When accessing data over a network, or even across processes on the same machine, it worth it to process the data in batches because the cost of the transaction is high. When working in data structures that are in your own process, the transaction cost might be low. Repeated function calls in a loop are cheap, and they can become free after inlining. To my knowledge, batched iterations is not typically available in standard libraries.

Thus, until recently, I did not pay much attention to the idea of iterating in batches over data structures. I could imagine some gains, but I expected them to be small.

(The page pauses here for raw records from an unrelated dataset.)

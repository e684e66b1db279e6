//! Deterministic Random Number Generator
//!
//! Every random decision the engine makes (starting board, refill after a
//! cascade, reshuffle) draws from one [`DeterministicRng`] owned by the
//! session. Same seed plus same swaps gives the same game.

use serde::{Serialize, Deserialize};
use sha2::{Sha256, Digest};

/// Xorshift128+ generator seeded through SplitMix64.
///
/// # Example
///
/// ```
/// use mon_crush::core::rng::DeterministicRng;
///
/// let mut a = DeterministicRng::new(12345);
/// let mut b = DeterministicRng::new(12345);
/// assert_eq!(a.below(6), b.below(6));
/// assert_eq!(a.draws(), 1);
/// ```
#[derive(Clone, Debug, PartialEq, Eq, Serialize, Deserialize)]
pub struct DeterministicRng {
    seed: u64,
    state: [u64; 2],
    draws: u64,
}

impl DeterministicRng {
    /// Generator for `seed`.
    pub fn new(seed: u64) -> Self {
        let mut s = seed;
        let state0 = splitmix64(&mut s);
        let state1 = splitmix64(&mut s);

        // Xorshift must never sit in the all-zero state
        let state = if state0 == 0 && state1 == 0 {
            [1, 1]
        } else {
            [state0, state1]
        };

        Self { seed, state, draws: 0 }
    }

    /// Seed this generator started from.
    #[inline]
    pub fn seed(&self) -> u64 {
        self.seed
    }

    /// Values drawn so far. Two replays of one game agree on this.
    #[inline]
    pub fn draws(&self) -> u64 {
        self.draws
    }

    /// Next raw 64-bit value.
    #[inline]
    pub fn next_u64(&mut self) -> u64 {
        let s0 = self.state[0];
        let mut s1 = self.state[1];
        let result = s0.wrapping_add(s1);

        s1 ^= s0;
        self.state[0] = s0.rotate_left(24) ^ s1 ^ (s1 << 16);
        self.state[1] = s1.rotate_left(37);
        self.draws += 1;

        result
    }

    /// Index in `0..n`; `0` when `n` is zero.
    ///
    /// Plain modulo. The bias is negligible for palette-sized ranges.
    #[inline]
    pub fn below(&mut self, n: usize) -> usize {
        if n == 0 {
            return 0;
        }
        (self.next_u64() % n as u64) as usize
    }

    /// Uniform pick from `items`.
    pub fn choose<'a, T>(&mut self, items: &'a [T]) -> Option<&'a T> {
        if items.is_empty() {
            None
        } else {
            let idx = self.below(items.len());
            items.get(idx)
        }
    }
}

#[inline]
fn splitmix64(state: &mut u64) -> u64 {
    *state = state.wrapping_add(0x9E3779B97F4A7C15);
    let mut z = *state;
    z = (z ^ (z >> 30)).wrapping_mul(0xBF58476D1CE4E5B9);
    z = (z ^ (z >> 27)).wrapping_mul(0x94D049BB133111EB);
    z ^ (z >> 31)
}

/// Seed for a new session, from its id and an opaque player key.
///
/// The player key is whatever the embedding layer keys best scores by (a
/// wallet address, a username); the engine never interprets it.
pub fn derive_session_seed(session_id: &[u8; 16], player_key: &str) -> u64 {
    let mut hasher = Sha256::new();
    hasher.update(b"MON_CRUSH_SEED_V1");
    hasher.update(session_id);
    hasher.update((player_key.len() as u32).to_le_bytes());
    hasher.update(player_key.as_bytes());
    let digest = hasher.finalize();

    let mut seed = [0u8; 8];
    seed.copy_from_slice(&digest[..8]);
    u64::from_le_bytes(seed)
}

// =============================================================================
// TESTS
// =============================================================================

In the Go implementation of Roaring bitmaps, Ben Shaw contributed a way to iterate over values in batches, recovering many values in a buffer with each function call. It helped the performance considerably (almost doubling the speed on some tests). Richard Startin then did the same in the Java implementation. It also helped a lot:

The batch iterator is always at least twice as fast as the standard iterator (…) Depending on the contents and size of the bitmap, the batch iterator can be 10x faster.

So I started to wonder… is this an underrated strategy?

I modified the popular Go bitset library and on some iteration test, the batched iteration was nearly twice as fast!

The batched code is more complex, but not so terrible:

buffer := make([]uint, 256)
j := uint(0)
j, buffer = bitmap.NextSetMany(j, buffer)
for ; len(buffer) > 0; j, buffer = bitmap.NextSetMany(j, buffer) {
     for k := range buffer {
        // do something with buffer[k]
     }
     j += 1
}

Then I modified the cbitset library. I saw, again, almost a doubling of the speed. The code is once more a bit more complicated:

size_t buffer[256];
size_t howmany = 0;
for(size_t startfrom = 0; 
         (howmany = nextSetBits(b1,buffer,256, &startfrom)) > 0 ;
          startfrom++) {
       for(size_t i = 0; i < howmany ; i++) {
         // do something with  buffer[i];
       }
}

These good results depend on what kind of data you iterate over, how you use the data, and what kind of data structure you have. Obviously, it is useless to batch iterations over an array of values. Yet my few tests provide enough evidence to conclude that batch iteration is worth investigating when speed is a limitation.

On Twitter, Milosz Tanski explained the result as follows:

One thing to remember about CPU and optimization in general is that almost hardware is designed to operate at maximum speed when it’s doing similar work on similar data. Branch prediction, prefetch, caches, op code level parallelization all make this assumption.